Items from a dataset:
//! Expression AST definitions.
//!
//! This is the tree the planner hands over; it carries no physical kinds
//! beyond those of its literals.

use crate::access::Value;
use crate::expression::operator::{BinaryOperator, UnaryOperator};
use std::fmt;

/// Column reference in an expression
#[derive(Debug, Clone, PartialEq, Eq, Hash)]
pub struct ColumnRef {
    /// Column index in the frame (0-based)
    pub index: usize,
    /// Optional column name for debugging/display
    pub name: Option<String>,
}

impl ColumnRef {
    pub fn new(index: usize) -> Self {
        Self { index, name: None }
    }

    pub fn with_name(index: usize, name: impl Into<String>) -> Self {
        Self {
            index,
            name: Some(name.into()),
        }
    }
}

/// Literal value in an expression
#[derive(Debug, Clone, PartialEq)]
pub struct Literal {
    pub value: Value,
}

impl Literal {
    pub fn new(value: Value) -> Self {
        Self { value }
    }

    pub fn null() -> Self {
        Self { value: Value::Null }
    }

    pub fn bool(val: bool) -> Self {
        Self {
            value: Value::Boolean(val),
        }
    }

    pub fn int32(val: i32) -> Self {
        Self {
            value: Value::Int32(val),
        }
    }

    pub fn int64(val: i64) -> Self {
        Self {
            value: Value::Int64(val),
        }
    }

    pub fn float64(val: f64) -> Self {
        Self {
            value: Value::Float64(val),
        }
    }

    pub fn string(val: impl Into<String>) -> Self {
        Self {
            value: Value::String(val.into()),
        }
    }

    pub fn geohash(bits: u8, value: i64) -> Self {
        Self {
            value: Value::GeoHash { bits, value },
        }
    }
}

/// Expression tree node
#[derive(Debug, Clone, PartialEq)]
pub enum Expression {
    /// Literal constant value
    Literal(Literal),

    /// Column reference
    ColumnRef(ColumnRef),

    /// Binary operation
    BinaryOp {
        op: BinaryOperator,
        left: Box<Expression>,
        right: Box<Expression>,
    },

    /// Unary operation
    UnaryOp {
        op: UnaryOperator,
        operand: Box<Expression>,
    },

    /// Function call; never compiled, always left to the planner's generic filter
    FunctionCall { name: String, args: Vec<Expression> },
}

impl Expression {
    /// Create a literal expression
    pub fn literal(value: Value) -> Self {
        Expression::Literal(Literal::new(value))
    }

    /// Create a null literal
    pub fn null() -> Self {
        Expression::Literal(Literal::null())
    }

    /// Create a column reference expression
    pub fn column(index: usize) -> Self {
        Expression::ColumnRef(ColumnRef::new(index))
    }

    /// Create a column reference with name
    pub fn column_with_name(index: usize, name: impl Into<String>) -> Self {
        Expression::ColumnRef(ColumnRef::with_name(index, name))
    }

    /// Create a binary operation expression
    pub fn binary_op(op: BinaryOperator, left: Expression, right: Expression) -> Self {
        Expression::BinaryOp {
            op,
            left: Box::new(left),
            right: Box::new(right),
        }
    }

    /// Create a unary operation expression
    pub fn unary_op(op: UnaryOperator, operand: Expression) -> Self {
        Expression::UnaryOp {
            op,
            operand: Box::new(operand),
        }
    }

    pub fn and(left: Expression, right: Expression) -> Self {
        Self::binary_op(BinaryOperator::And, left, right)
    }

    pub fn or(left: Expression, right: Expression) -> Self {
        Self::binary_op(BinaryOperator::Or, left, right)
    }

    pub fn not_expr(operand: Expression) -> Self {
        Self::unary_op(UnaryOperator::Not, operand)
    }

    pub fn eq(left: Expression, right: Expression) -> Self {
        Self::binary_op(BinaryOperator::Eq, left, right)
    }

    pub fn ne(left: Expression, right: Expression) -> Self {
        Self::binary_op(BinaryOperator::Ne, left, right)
    }

    pub fn lt(left: Expression, right: Expression) -> Self {
        Self::binary_op(BinaryOperator::Lt, left, right)
    }

    pub fn le(left: Expression, right: Expression) -> Self {
        Self::binary_op(BinaryOperator::Le, left, right)
    }

    pub fn gt(left: Expression, right: Expression) -> Self {
        Self::binary_op(BinaryOperator::Gt, left, right)
    }

    pub fn ge(left: Expression, right: Expression) -> Self {
        Self::binary_op(BinaryOperator::Ge, left, right)
    }

    pub fn add_expr(left: Expression, right: Expression) -> Self {
        Self::binary_op(BinaryOperator::Add, left, right)
    }

    pub fn sub_expr(left: Expression, right: Expression) -> Self {
        Self::binary_op(BinaryOperator::Sub, left, right)
    }

    pub fn mul_expr(left: Expression, right: Expression) -> Self {
        Self::binary_op(BinaryOperator::Mul, left, right)
    }

    pub fn div_expr(left: Expression, right: Expression) -> Self {
        Self::binary_op(BinaryOperator::Div, left, right)
    }

    /// Create an arithmetic negation
    pub fn neg(operand: Expression) -> Self {
        Self::unary_op(UnaryOperator::Minus, operand)
    }

    pub fn is_null(operand: Expression) -> Self {
        Self::unary_op(UnaryOperator::IsNull, operand)
    }

    pub fn is_not_null(operand: Expression) -> Self {
        Self::unary_op(UnaryOperator::IsNotNull, operand)
    }

    /// Check if this expression is a constant (contains no column references)
    pub fn is_constant(&self) -> bool {
        match self {
            Expression::Literal(_) => true,
            Expression::ColumnRef(_) => false,
            Expression::BinaryOp { left, right, .. } => left.is_constant() && right.is_constant(),
            Expression::UnaryOp { operand, .. } => operand.is_constant(),
            Expression::FunctionCall { args, .. } => args.iter().all(|arg| arg.is_constant()),
        }
    }

    /// Indices of the columns this expression reads, ascending and without duplicates
    pub fn referenced_columns(&self) -> Vec<usize> {
        let mut columns = Vec::new();
        self.collect_columns(&mut columns);
        columns.sort_unstable();
        columns.dedup();
        columns
    }

    fn collect_columns(&self, out: &mut Vec<usize>) {
        match self {
            Expression::Literal(_) => {}
            Expression::ColumnRef(col) => out.push(col.index),
            Expression::BinaryOp { left, right, .. } => {
                left.collect_columns(out);
                right.collect_columns(out);
            }
            Expression::UnaryOp { operand, .. } => operand.collect_columns(out),
            Expression::FunctionCall { args, .. } => {
                for arg in args {
                    arg.collect_columns(out);
                }
            }
        }
    }
}

impl fmt::Display for Expression {
    fn fmt(&self, f: &mut fmt::Formatter<'_>) -> fmt::Result {
        match self {
            Expression::Literal(lit) => match &lit.value {
                Value::Null => write!(f, "null"),
                Value::Boolean(b) => write!(f, "{}", b),
                Value::Int8(v) => write!(f, "{}", v),
                Value::Int16(v) => write!(f, "{}", v),
                Value::Int32(v) => write!(f, "{}", v),
                Value::Int64(v) => write!(f, "{}L", v),
                Value::Float32(v) => write!(f, "{}f", v),
                Value::Float64(v) => write!(f, "{}", v),
                Value::String(s) => write!(f, "'{}'", s),
                Value::GeoHash { bits, value } => write!(f, "##{:x}/{}", value, bits),
            },
            Expression::ColumnRef(col) => match &col.name {
                Some(name) => write!(f, "{}", name),
                None => write!(f, "${}", col.index),
            },
            Expression::BinaryOp { op, left, right } => write!(f, "({} {} {})", left, op, right),
            Expression::UnaryOp { op, operand } => match op {
                UnaryOperator::IsNull | UnaryOperator::IsNotNull => {
                    write!(f, "({} {})", operand, op)
                }
                UnaryOperator::Not => write!(f, "(NOT {})", operand),
                UnaryOperator::Minus => write!(f, "(-{})", operand),
            },
            Expression::FunctionCall { name, args } => {
                write!(f, "{}(", name)?;
                for (i, arg) in args.iter().enumerate() {
                    if i > 0 {
                        write!(f, ", ")?;
                    }
                    write!(f, "{}", arg)?;
                }
                write!(f, ")")
            }
        }
    }
}
//! Operator definitions for expressions.

use serde::{Deserialize, Serialize};
use std::fmt;

/// Binary operators supported in filter expressions
#[derive(Debug, Clone, Copy, PartialEq, Eq, Hash, Serialize, Deserialize)]
pub enum BinaryOperator {
    // Arithmetic
    Add,
    Sub,
    Mul,
    Div,

    // Comparison
    Eq,
    Ne,
    Lt,
    Le,
    Gt,
    Ge,

    // Logical
    And,
    Or,
}

impl BinaryOperator {
    pub fn is_arithmetic(&self) -> bool {
        self.arithmetic().is_some()
    }

    pub fn is_comparison(&self) -> bool {
        self.comparison().is_some()
    }

    pub fn is_logical(&self) -> bool {
        matches!(self, BinaryOperator::And | BinaryOperator::Or)
    }

    /// The arithmetic operation this operator denotes, if any
    pub fn arithmetic(&self) -> Option<ArithmeticOp> {
        match self {
            BinaryOperator::Add => Some(ArithmeticOp::Add),
            BinaryOperator::Sub => Some(ArithmeticOp::Sub),
            BinaryOperator::Mul => Some(ArithmeticOp::Mul),
            BinaryOperator::Div => Some(ArithmeticOp::Div),
            _ => None,
        }
    }

    /// The comparison this operator denotes, if any
    pub fn comparison(&self) -> Option<CompareOp> {
        match self {
            BinaryOperator::Eq => Some(CompareOp::Eq),
            BinaryOperator::Ne => Some(CompareOp::Ne),
            BinaryOperator::Lt => Some(CompareOp::Lt),
            BinaryOperator::Le => Some(CompareOp::Le),
            BinaryOperator::Gt => Some(CompareOp::Gt),
            BinaryOperator::Ge => Some(CompareOp::Ge),
            _ => None,
        }
    }

    /// Get the display string for this operator
    pub fn as_str(&self) -> &'static str {
        match self {
            BinaryOperator::Add => "+",
            BinaryOperator::Sub => "-",
            BinaryOperator::Mul => "*",
            BinaryOperator::Div => "/",
            BinaryOperator::Eq => "=",
            BinaryOperator::Ne => "<>",
            BinaryOperator::Lt => "<",
            BinaryOperator::Le => "<=",
            BinaryOperator::Gt => ">",
            BinaryOperator::Ge => ">=",
            BinaryOperator::And => "AND",
            BinaryOperator::Or => "OR",
        }
    }
}

/// Unary operators supported in filter expressions
#[derive(Debug, Clone, Copy, PartialEq, Eq, Hash, Serialize, Deserialize)]
pub enum UnaryOperator {
    // Logical
    Not,

    // NULL checks, aliases of `= null` and `<> null`
    IsNull,
    IsNotNull,

    // Arithmetic
    Minus,
}

impl UnaryOperator {
    /// Get the display string for this operator
    pub fn as_str(&self) -> &'static str {
        match self {
            UnaryOperator::Not => "NOT",
            UnaryOperator::IsNull => "IS NULL",
            UnaryOperator::IsNotNull => "IS NOT NULL",
            UnaryOperator::Minus => "-",
        }
    }
}

/// Arithmetic performed at the operands' common kind
#[derive(Debug, Clone, Copy, PartialEq, Eq, Hash, Serialize, Deserialize)]
pub enum ArithmeticOp {
    Add,
    Sub,
    Mul,
    Div,
}

/// Comparison performed at the operands' common kind
#[derive(Debug, Clone, Copy, PartialEq, Eq, Hash, Serialize, Deserialize)]
pub enum CompareOp {
    Eq,
    Ne,
    Lt,
    Le,
    Gt,
    Ge,
}

impl CompareOp {
    /// Ordering comparisons exclude rows where either side is null
    pub fn is_ordering(&self) -> bool {
        !matches!(self, CompareOp::Eq | CompareOp::Ne)
    }

    /// The comparison that holds after swapping the operands
    pub fn flip(&self) -> CompareOp {
        match self {
            CompareOp::Eq => CompareOp::Eq,
            CompareOp::Ne => CompareOp::Ne,
            CompareOp::Lt => CompareOp::Gt,
            CompareOp::Le => CompareOp::Ge,
            CompareOp::Gt => CompareOp::Lt,
            CompareOp::Ge => CompareOp::Le,
        }
    }
}

impl fmt::Display for BinaryOperator {
    fn fmt(&self, f: &mut fmt::Formatter<'_>) -> fmt::Result {
        f.write_str(self.as_str())
    }
}

impl fmt::Display for UnaryOperator {
    fn fmt(&self, f: &mut fmt::Formatter<'_>) -> fmt::Result {
        f.write_str(self.as_str())
    }
}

PROMPT: Return, please, the lines of the data from the first through the line containing "reference in an expression", both kept, exactly as they stand and nothing more.

YOUR SOLUTION:
//! Expression AST definitions.
//!
//! This is the tree the planner hands over; it carries no physical kinds
//! beyond those of its literals.

use crate::access::Value;
use crate::expression::operator::{BinaryOperator, UnaryOperator};
use std::fmt;

/// Column reference in an expression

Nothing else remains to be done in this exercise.